El toro cumplió con fijeza en un solo puyazo certero que hizo la sangre precisa. Como de costumbre, Ferrera quitó del caballo al toro, que en el remate de una revolera perdió las manos. Una vez y ninguna más a lo largo de lo que iba a ser una faena pródiga. Hubo quien reclamó a Ferrera que cogiera las banderillas. Ni caso. En banderillas apretó de bravo el toro. Pero a Ferrera ya le había entrado por los ojos. Estaba prendado. Y más cuando, en los ocho o nueve muletazos en tablas afuera de cata, horma y castigo, por las dos manos y en las dos suertes -la natural y la contraria-, el toro respondió con inconfundible alegría.

Fue de esos toros que, cuando embisten, van con todo. Sin dejarse nada. Las escarbaduras, más de comezón que de bravura, fueron nota común a toda la corrida con la sola excepción del quinto, el más apagado, y el único que esperó y tardeó desganadísimo, aplomado, remolón en exceso.
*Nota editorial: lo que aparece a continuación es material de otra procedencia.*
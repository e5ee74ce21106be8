//! # Error Handling
//!
//! Error types shared by the index structures.
//!
//! ## Design Principles
//!
//! 1. **Recoverable by default**: allocation failures leave the structure
//!    untouched so the caller can retry or degrade
//! 2. **Absence is not an error**: a missing key or an empty heap is an
//!    ordinary `Option`/`bool` result, never an `Error`
//! 3. **Capacity is a contract**: the skip list's node budget is caller
//!    supplied; exceeding it is a typed error, and policy (inject a page,
//!    propagate, abort) belongs to the embedding system

use thiserror::Error;

/// Result type alias for keydex operations
pub type Result<T> = std::result::Result<T, Error>;

/// Primary error type for keydex
#[derive(Error, Debug)]
pub enum Error {
    #[error("allocation failed while {what}")]
    AllocationFailed { what: &'static str },

    #[error("node arena exhausted: all {records} records in use")]
    CapacityExceeded { records: usize },

    #[error("invalid table capacity: 2^{bits} slots, minimum is 2^{min}")]
    InvalidCapacity { bits: u32, min: u32 },
}

impl Error {
    /// Check if error is recoverable
    pub fn is_recoverable(&self) -> bool {
        match self {
            Error::AllocationFailed { .. } => true,
            Error::CapacityExceeded { .. } => true,
            Error::InvalidCapacity { .. } => false,
        }
    }

    /// Get error code for monitoring
    pub fn error_code(&self) -> &'static str {
        match self {
            Error::AllocationFailed { .. } => "ALLOCATION_FAILED",
            Error::CapacityExceeded { .. } => "CAPACITY_EXCEEDED",
            Error::InvalidCapacity { .. } => "INVALID_CAPACITY",
        }
    }
}
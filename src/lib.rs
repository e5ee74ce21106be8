//! # keydex
//!
//! Allocation-aware key/value index primitives for systems that budget
//! their own memory:
//! - Core data structures with explicit, fallible storage acquisition
//! - A closed node budget for the skip list (caller-injected pages)
//! - Typed errors instead of aborts, so capacity policy stays with the
//!   embedding system
//!
//! ## Architecture
//!
//! ```text
//! ┌─────────────────────────────────────────────────────────┐
//! │                        keydex                           │
//! ├─────────────────────────────────────────────────────────┤
//! │                                                         │
//! │  ┌────────────┐   ┌──────────────┐   ┌──────────────┐   │
//! │  │ MinMaxHeap │   │   SkipList   │   │RobinHoodTable│   │
//! │  │ (min+max   │   │ (ordered map │   │(unordered map│   │
//! │  │  in O(1))  │   │  over a slab)│   │ PSL probing) │   │
//! │  └────────────┘   └──────┬───────┘   └──────────────┘   │
//! │                          │                              │
//! │                     NodeArena                           │
//! │              (page-based index free list)               │
//! │                                                         │
//! └─────────────────────────────────────────────────────────┘
//! ```
//!
//! The three structures share no state and no code; each is a leaf for a
//! higher-level subsystem (a scheduler queue, an ordered index, a lookup
//! table). None of them is thread-safe: callers serialize externally, one
//! instance per owner.

pub mod error;
pub mod heap;
pub mod robinhood;
pub mod skiplist;
pub mod traits;

// Re-export commonly used types
pub use error::{Error, Result};
pub use heap::MinMaxHeap;
pub use robinhood::{KeyWidth, RobinHoodTable, MIN_BITS};
pub use skiplist::{Frontier, SkipList, NODES_PER_PAGE, PAGE_SIZE};
pub use traits::WordMap;

/// Version information
pub const VERSION: &str = env!("CARGO_PKG_VERSION");
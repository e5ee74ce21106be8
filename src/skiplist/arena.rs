//! # Node Arena
//!
//! Slab storage for skip-list nodes. Records live in a flat array and are
//! addressed by stable `u32` indices; the free list is threaded through
//! each free record's level-0 link. The arena only grows when the caller
//! injects a page, so the node budget is exactly what the caller has
//! supplied.

use tracing::debug;

use crate::error::{Error, Result};

/// Maximum node height. Level L is reached with probability 2^-(L+1).
pub(crate) const MAX_LEVELS: usize = 6;

/// Injected pages are carved into this many bytes worth of records.
pub const PAGE_SIZE: usize = 4096;

/// Records per injected page.
pub const NODES_PER_PAGE: usize = PAGE_SIZE / std::mem::size_of::<Node>();

/// One skip-list record. Links above the node's chosen height stay unused.
#[derive(Debug)]
pub(crate) struct Node {
    pub key: u64,
    pub value: u64,
    pub next: [Option<u32>; MAX_LEVELS],
}

/// Fixed-budget slab of [`Node`] records with an index free list.
pub(crate) struct NodeArena {
    records: Vec<Node>,
    free_head: Option<u32>,
    free_count: usize,
}

impl NodeArena {
    pub fn new() -> Self {
        Self {
            records: Vec::new(),
            free_head: None,
            free_count: 0,
        }
    }

    /// Extend the arena by one page worth of records, all threaded onto
    /// the free list. Fails without side effects if the reservation fails.
    pub fn inject_page(&mut self) -> Result<()> {
        self.records
            .try_reserve_exact(NODES_PER_PAGE)
            .map_err(|_| Error::AllocationFailed {
                what: "injecting an arena page",
            })?;
        let base = self.records.len() as u32;
        for offset in 0..NODES_PER_PAGE as u32 {
            let mut next = [None; MAX_LEVELS];
            next[0] = self.free_head;
            self.records.push(Node {
                key: 0,
                value: 0,
                next,
            });
            self.free_head = Some(base + offset);
        }
        self.free_count += NODES_PER_PAGE;
        debug!(
            records = NODES_PER_PAGE,
            total = self.records.len(),
            "arena page injected"
        );
        Ok(())
    }

    /// Pop the free-list head and initialize it as a fresh record.
    ///
    /// Returns [`Error::CapacityExceeded`] when the free list is empty;
    /// the caller decides whether to inject another page and retry.
    pub fn alloc(&mut self, key: u64, value: u64) -> Result<u32> {
        let idx = self.free_head.ok_or(Error::CapacityExceeded {
            records: self.records.len(),
        })?;
        let record = &mut self.records[idx as usize];
        self.free_head = record.next[0];
        record.key = key;
        record.value = value;
        record.next = [None; MAX_LEVELS];
        self.free_count -= 1;
        Ok(idx)
    }

    /// Return a record to the free list.
    pub fn release(&mut self, idx: u32) {
        let record = &mut self.records[idx as usize];
        record.next = [None; MAX_LEVELS];
        record.next[0] = self.free_head;
        self.free_head = Some(idx);
        self.free_count += 1;
    }

    pub fn node(&self, idx: u32) -> &Node {
        &self.records[idx as usize]
    }

    pub fn node_mut(&mut self, idx: u32) -> &mut Node {
        &mut self.records[idx as usize]
    }

    /// Records currently on the free list.
    pub fn free_count(&self) -> usize {
        self.free_count
    }

    /// Total records ever injected.
    pub fn record_count(&self) -> usize {
        self.records.len()
    }
}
Un par de veces escarbó el primero, que Ferrera cuidó como un tesoro y con el que se acopló en una faena que, auténtico derroche, fue el cuerno de la abundancia. Largas, ligadas y metódicas dos primeras tandas en redondo ya en el tercio. Impecables tres que siguieron con la izquierda, la mano de mejor música. La otra música, la de la banda, impertinente, fue compañía y murga inadecuadas para tan sutil trabajo. Casi un contrapunto. Estorbaba el pasodoble.

Luego de las tres tandas ortodoxas, Ferrera, sin freno ni prisa, dejó la ayuda a un lado y sin ella toreó muy talonado por la izquierda, y luego por la diestra en una penúltima tanda de toreo intercalado y desmayado que pareció tener un único propósito: provocar el indulto del toro. Se empezaron a escuchar las primeras peticiones de indulto. Y, al tiempo, gritos reclamando la muerte. Mátalo y no lo mates. No hubo acuerdo. Las dos o tres veces que Ferrera se perfiló con la espada ganaron los del no lo mates. Ferrera buscaba en el palco cómplices de su idea. Y al cabo, como el toro no paraba de embestir y embestir, asomó el pañuelo naranja. Indulto en regla. El propio Ferrera acompañó hasta el portón de corrales al toro, que se resistió a entrar. No había orejas a mano. Ni simbólicas ni de pega. Ferrera dio con una solución que debería sentar precedente: sacó al mayoral de Montalvo a dar la vuelta al ruedo con él. La vuelta fue tan aplaudida como protestada. Las protestas iban por la decisión del palco y no por Ferrera. Pero en ambiente tan babélico no pudo Ferrera celebrar del todo su lección de bien torear.

No es que ahí se acabara la corrida -el propio Ferrera acertó a sujetar el intento de irse a tablas del noble cuarto con una lección completa de toreo de técnica exquisita- pero lo que vino después, con la excepción de los alardes de Ferrera para aprovechar el fondo tan bueno del cuarto, no tuvo nada que ver con lo visto y saboreado en el abreboca de la corrida de montalvos. Si quedó la certeza de que a Ferrera le habrían servido los cuatro toros que no entraron en su lote. No se sabe si el remolón quinto también. Pero sí el segundo, con el que Castella anduvo acoplado y que, este sí, pidió la muerte antes de la hora: y el tercero, el de más cuajo de los seis, que hizo salida tan de bravo como el primero, y con el que Ginés Marín pecó de abrir huecos despegadísimo; y el sexto, que muy en el tipo clásico de juampedro -culopollo, papadita, finísimos cabos, cruz baja-, escarbó como un poseso y eso le daba aire incierto, pero metía la cara y repetía sin duelo. Se lo pensó mucho Ginés, que había brindado la muerte del toro a El Viti. El Viti, aura de senador romano, cana cabellera bien poblada, presencia formidable, fue ovacionadísimo. Unanimidad.